Data shown ▸
//! SQLite storage for the rate and bracket tables.

mod decimal;
mod factory;
mod repository;

pub use decimal::{decimal_to_text, get_decimal, get_optional_decimal};
pub use factory::SqliteRepositoryFactory;
pub use repository::SqliteRepository;
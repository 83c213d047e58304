//! Engine configuration.
//!
//! Everything the calculators need besides the rate and bracket rows:
//! fallback rates, the levy stack, the bracket contiguity tolerance and a
//! few policy switches. The defaults reproduce the behaviour of the
//! existing deployment (3% AIDS levy, 25% corporate fallback, PAYE bands
//! stored with one-cent steps).
//!
//! The struct deserializes from any serde format; the CLI reads it from
//! TOML:
//!
//! ```toml
//! [rates]
//! default_rate = "0"
//!
//! [rates.categories]
//! Corporate_Income = "0.25"
//!
//! [[levies]]
//! name = "AIDS Levy"
//! rate = "0.03"
//!
//! [brackets]
//! contiguity_tolerance = "0.01"
//! default_schedule = "PAYE"
//! ```

use std::collections::BTreeMap;

use rust_decimal::Decimal;
use serde::{Deserialize, Serialize};
use thiserror::Error;

use crate::calculations::common::is_fraction;
use crate::models::{Levy, TaxCategory};

#[derive(Debug, Error, PartialEq, Eq)]
pub enum ConfigError {
    #[error("bracket contiguity tolerance must be non-negative, got {0}")]
    InvalidTolerance(Decimal),

    #[error("default bracket schedule must not be empty")]
    EmptyDefaultSchedule,

    #[error("capital allowance rate must be between 0 and 1, got {0}")]
    InvalidAllowanceRate(Decimal),

    #[error("VAT deferment threshold must be non-negative, got {0}")]
    InvalidDefermentThreshold(Decimal),
}

/// Rates used when a category has no active row in the rate table.
#[derive(Debug, Clone, Default, PartialEq, Eq, Serialize, Deserialize)]
#[serde(default)]
pub struct RateFallbacks {
    /// Rate for categories without a row or a specific fallback.
    pub default_rate: Decimal,

    /// Explicit per-category fallbacks.
    pub categories: BTreeMap<String, Decimal>,
}

#[derive(Debug, Clone, PartialEq, Eq, Serialize, Deserialize)]
#[serde(default)]
pub struct BracketConfig {
    /// Largest gap between one band's upper bound and the next band's lower
    /// bound that still counts as contiguous.
    pub contiguity_tolerance: Decimal,

    /// Schedule used by the income tax and PAYE computations.
    pub default_schedule: String,
}

impl Default for BracketConfig {
    fn default() -> Self {
        Self {
            contiguity_tolerance: Decimal::new(1, 2),
            default_schedule: "PAYE".to_string(),
        }
    }
}

#[derive(Debug, Clone, Default, PartialEq, Eq, Serialize, Deserialize)]
#[serde(default)]
pub struct FlatTaxPolicy {
    /// Lets negative amounts produce negative (refund) flat taxes instead of
    /// being clamped to zero.
    pub allow_refunds: bool,
}

#[derive(Debug, Clone, PartialEq, Eq, Serialize, Deserialize)]
#[serde(default)]
pub struct AllowanceConfig {
    /// Rate applied to qualifying asset values when none is supplied.
    pub capital_allowance_rate: Decimal,

    /// Equipment value from which VAT deferment is granted.
    pub vat_deferment_threshold: Decimal,

    /// Deferment period granted at or above the threshold.
    pub vat_deferment_days: u32,
}

impl Default for AllowanceConfig {
    fn default() -> Self {
        Self {
            capital_allowance_rate: Decimal::new(10, 2),
            vat_deferment_threshold: Decimal::from(10_000),
            vat_deferment_days: 30,
        }
    }
}

/// Complete engine configuration.
#[derive(Debug, Clone, PartialEq, Eq, Serialize, Deserialize)]
#[serde(default)]
pub struct EngineConfig {
    pub rates: RateFallbacks,
    pub levies: Vec<Levy>,
    pub brackets: BracketConfig,
    pub flat: FlatTaxPolicy,
    pub allowances: AllowanceConfig,
}

impl Default for EngineConfig {
    fn default() -> Self {
        Self {
            rates: RateFallbacks {
                default_rate: Decimal::ZERO,
                categories: BTreeMap::from([(
                    TaxCategory::CorporateIncome.as_str().to_string(),
                    Decimal::new(25, 2),
                )]),
            },
            levies: vec![Levy::aids_levy()],
            brackets: BracketConfig::default(),
            flat: FlatTaxPolicy::default(),
            allowances: AllowanceConfig::default(),
        }
    }
}

impl EngineConfig {
    /// Checks the settings not covered by the rate resolver and levy stack
    /// constructors.
    ///
    /// # Errors
    ///
    /// Returns [`ConfigError`] for a negative contiguity tolerance, an empty
    /// default schedule, a capital allowance rate outside `[0, 1]` or a
    /// negative deferment threshold.
    pub fn validate(&self) -> Result<(), ConfigError> {
        if self.brackets.contiguity_tolerance < Decimal::ZERO {
            return Err(ConfigError::InvalidTolerance(
                self.brackets.contiguity_tolerance,
            ));
        }
        if self.brackets.default_schedule.trim().is_empty() {
            return Err(ConfigError::EmptyDefaultSchedule);
        }
        if !is_fraction(self.allowances.capital_allowance_rate) {
            return Err(ConfigError::InvalidAllowanceRate(
                self.allowances.capital_allowance_rate,
            ));
        }
        if self.allowances.vat_deferment_threshold < Decimal::ZERO {
            return Err(ConfigError::InvalidDefermentThreshold(
                self.allowances.vat_deferment_threshold,
            ));
        }
        Ok(())
    }
}
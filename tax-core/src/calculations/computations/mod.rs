//! Concrete liability computations built from the rate models.
//!
//! Each computation reads a [`TaxTables`](crate::TaxTables) snapshot and
//! loosely typed input figures (see [`LooseAmount`](crate::LooseAmount)).
//! Liabilities that carry the secondary levies are returned as a
//! [`LiabilityResult`]; the other computations return a small result type of
//! their own.

pub mod allowances;
pub mod corporate;
pub mod income_tax;
pub mod indirect;

use std::collections::BTreeMap;

use rust_decimal::Decimal;

pub use allowances::{
    AdjustedIncome, AllowanceCalculator, AllowanceError, CapitalAllowanceInput, CapitalAllowanceResult,
    IncomeAdjustmentInput, VatDefermentInput, VatDefermentResult,
};
pub use corporate::{CorporateIncomeInput, CorporateTaxCalculator};
pub use income_tax::{IncomeTaxCalculator, IndividualIncomeInput, PayeInput};
pub use indirect::{ImportedServicesInput, IndirectTaxCalculator, Sector, UnknownKind, WithholdingKind};

use crate::calculations::LevyStack;
use crate::models::LiabilityResult;

/// Applies `levies` to `primary_tax` and packages the result.
pub(crate) fn finish(
    levies: &LevyStack,
    base_amount: Decimal,
    primary_tax: Decimal,
    breakdown: BTreeMap<String, Decimal>,
) -> LiabilityResult {
    let outcome = levies.apply(primary_tax);
    LiabilityResult {
        base_amount,
        primary_tax: outcome.primary_tax,
        secondary_levies: outcome.levies,
        total_tax: outcome.total_tax,
        breakdown,
    }
}

/// Builds a breakdown map from name/value pairs.
pub(crate) fn breakdown<const N: usize>(items: [(&str, Decimal); N]) -> BTreeMap<String, Decimal> {
    items
        .into_iter()
        .map(|(name, value)| (name.to_string(), value))
        .collect()
}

Work required ▸
All of the material must be reproduced exactly.

Solution for this exercise ▸
//! SQLite storage for the rate and bracket tables.

mod decimal;
mod factory;
mod repository;

pub use decimal::{decimal_to_text, get_decimal, get_optional_decimal};
pub use factory::SqliteRepositoryFactory;
pub use repository::SqliteRepository;
repository 83c213d047e58304
//! Engine configuration.
//!
//! Everything the calculators need besides the rate and bracket rows:
//! fallback rates, the levy stack, the bracket contiguity tolerance and a
//! few policy switches. The defaults reproduce the behaviour of the
//! existing deployment (3% AIDS levy, 25% corporate fallback, PAYE bands
//! stored with one-cent steps).
//!
//! The struct deserializes from any serde format; the CLI reads it from
//! TOML:
//!
//! ```toml
//! [rates]
//! default_rate = "0"
//!
//! [rates.categories]
//! Corporate_Income = "0.25"
//!
//! [[levies]]
//! name = "AIDS Levy"
//! rate = "0.03"
//!
//! [brackets]
//! contiguity_tolerance = "0.01"
//! default_schedule = "PAYE"
//! ```

use std::collections::BTreeMap;

use rust_decimal::Decimal;
use serde::{Deserialize, Serialize};
use thiserror::Error;

use crate::calculations::common::is_fraction;
use crate::models::{Levy, TaxCategory};

#[derive(Debug, Error, PartialEq, Eq)]
pub enum ConfigError {
    #[error("bracket contiguity tolerance must be non-negative, got {0}")]
    InvalidTolerance(Decimal),

    #[error("default bracket schedule must not be empty")]
    EmptyDefaultSchedule,

    #[error("capital allowance rate must be between 0 and 1, got {0}")]
    InvalidAllowanceRate(Decimal),

    #[error("VAT deferment threshold must be non-negative, got {0}")]
    InvalidDefermentThreshold(Decimal),
}

/// Rates used when a category has no active row in the rate table.
#[derive(Debug, Clone, Default, PartialEq, Eq, Serialize, Deserialize)]
#[serde(default)]
pub struct RateFallbacks {
    /// Rate for categories without a row or a specific fallback.
    pub default_rate: Decimal,

    /// Explicit per-category fallbacks.
    pub categories: BTreeMap<String, Decimal>,
}

#[derive(Debug, Clone, PartialEq, Eq, Serialize, Deserialize)]
#[serde(default)]
pub struct BracketConfig {
    /// Largest gap between one band's upper bound and the next band's lower
    /// bound that still counts as contiguous.
    pub contiguity_tolerance: Decimal,

    /// Schedule used by the income tax and PAYE computations.
    pub default_schedule: String,
}

impl Default for BracketConfig {
    fn default() -> Self {
        Self {
            contiguity_tolerance: Decimal::new(1, 2),
            default_schedule: "PAYE".to_string(),
        }
    }
}

#[derive(Debug, Clone, Default, PartialEq, Eq, Serialize, Deserialize)]
#[serde(default)]
pub struct FlatTaxPolicy {
    /// Lets negative amounts produce negative (refund) flat taxes instead of
    /// being clamped to zero.
    pub allow_refunds: bool,
}

#[derive(Debug, Clone, PartialEq, Eq, Serialize, Deserialize)]
#[serde(default)]
pub struct AllowanceConfig {
    /// Rate applied to qualifying asset values when none is supplied.
    pub capital_allowance_rate: Decimal,

    /// Equipment value from which VAT deferment is granted.
    pub vat_deferment_threshold: Decimal,

    /// Deferment period granted at or above the threshold.
    pub vat_deferment_days: u32,
}

impl Default for AllowanceConfig {
    fn default() -> Self {
        Self {
            capital_allowance_rate: Decimal::new(10, 2),
            vat_deferment_threshold: Decimal::from(10_000),
            vat_deferment_days: 30,
        }
    }
}

/// Complete engine configuration.
#[derive(Debug, Clone, PartialEq, Eq, Serialize, Deserialize)]
#[serde(default)]
pub struct EngineConfig {
    pub rates: RateFallbacks,
    pub levies: Vec<Levy>,
    pub brackets: BracketConfig,
    pub flat: FlatTaxPolicy,
    pub allowances: AllowanceConfig,
}

impl Default for EngineConfig {
    fn default() -> Self {
        Self {
            rates: RateFallbacks {
                default_rate: Decimal::ZERO,
                categories: BTreeMap::from([(
                    TaxCategory::CorporateIncome.as_str().to_string(),
                    Decimal::new(25, 2),
                )]),
            },
            levies: vec![Levy::aids_levy()],
            brackets: BracketConfig::default(),
            flat: FlatTaxPolicy::default(),
            allowances: AllowanceConfig::default(),
        }
    }
}

impl EngineConfig {
    /// Checks the settings not covered by the rate resolver and levy stack
    /// constructors.
    ///
    /// # Errors
    ///
    /// Returns [`ConfigError`] for a negative contiguity tolerance, an empty
    /// default schedule, a capital allowance rate outside `[0, 1]` or a
    /// negative deferment threshold.
    pub fn validate(&self) -> Result<(), ConfigError> {
        if self.brackets.contiguity_tolerance < Decimal::ZERO {
            return Err(ConfigError::InvalidTolerance(
                self.brackets.contiguity_tolerance,
            ));
        }
        if self.brackets.default_schedule.trim().is_empty() {
            return Err(ConfigError::EmptyDefaultSchedule);
        }
        if !is_fraction(self.allowances.capital_allowance_rate) {
            return Err(ConfigError::InvalidAllowanceRate(
                self.allowances.capital_allowance_rate,
            ));
        }
        if self.allowances.vat_deferment_threshold < Decimal::ZERO {
            return Err(ConfigError::InvalidDefermentThreshold(
                self.allowances.vat_deferment_threshold,
            ));
        }
        Ok(())
    }
}
filename tax-core/src/calculations/computations/mod.rs
//! Concrete liability computations built from the rate models.
//!
//! Each computation reads a [`TaxTables`](crate::TaxTables) snapshot and
//! loosely typed input figures (see [`LooseAmount`](crate::LooseAmount)).
//! Liabilities that carry the secondary levies are returned as a
//! [`LiabilityResult`]; the other computations return a small result type of
//! their own.

pub mod allowances;
pub mod corporate;
pub mod income_tax;
pub mod indirect;

use std::collections::BTreeMap;

use rust_decimal::Decimal;

pub use allowances::{
    AdjustedIncome, AllowanceCalculator, AllowanceError, CapitalAllowanceInput, CapitalAllowanceResult,
    IncomeAdjustmentInput, VatDefermentInput, VatDefermentResult,
};
pub use corporate::{CorporateIncomeInput, CorporateTaxCalculator};
pub use income_tax::{IncomeTaxCalculator, IndividualIncomeInput, PayeInput};
pub use indirect::{ImportedServicesInput, IndirectTaxCalculator, Sector, UnknownKind, WithholdingKind};

use crate::calculations::LevyStack;
use crate::models::LiabilityResult;

/// Applies `levies` to `primary_tax` and packages the result.
pub(crate) fn finish(
    levies: &LevyStack,
    base_amount: Decimal,
    primary_tax: Decimal,
    breakdown: BTreeMap<String, Decimal>,
) -> LiabilityResult {
    let outcome = levies.apply(primary_tax);
    LiabilityResult {
        base_amount,
        primary_tax: outcome.primary_tax,
        secondary_levies: outcome.levies,
        total_tax: outcome.total_tax,
        breakdown,
    }
}

/// Builds a breakdown map from name/value pairs.
pub(crate) fn breakdown<const N: usize>(items: [(&str, Decimal); N]) -> BTreeMap<String, Decimal> {
    items
        .into_iter()
        .map(|(name, value)| (name.to_string(), value))
        .collect()
}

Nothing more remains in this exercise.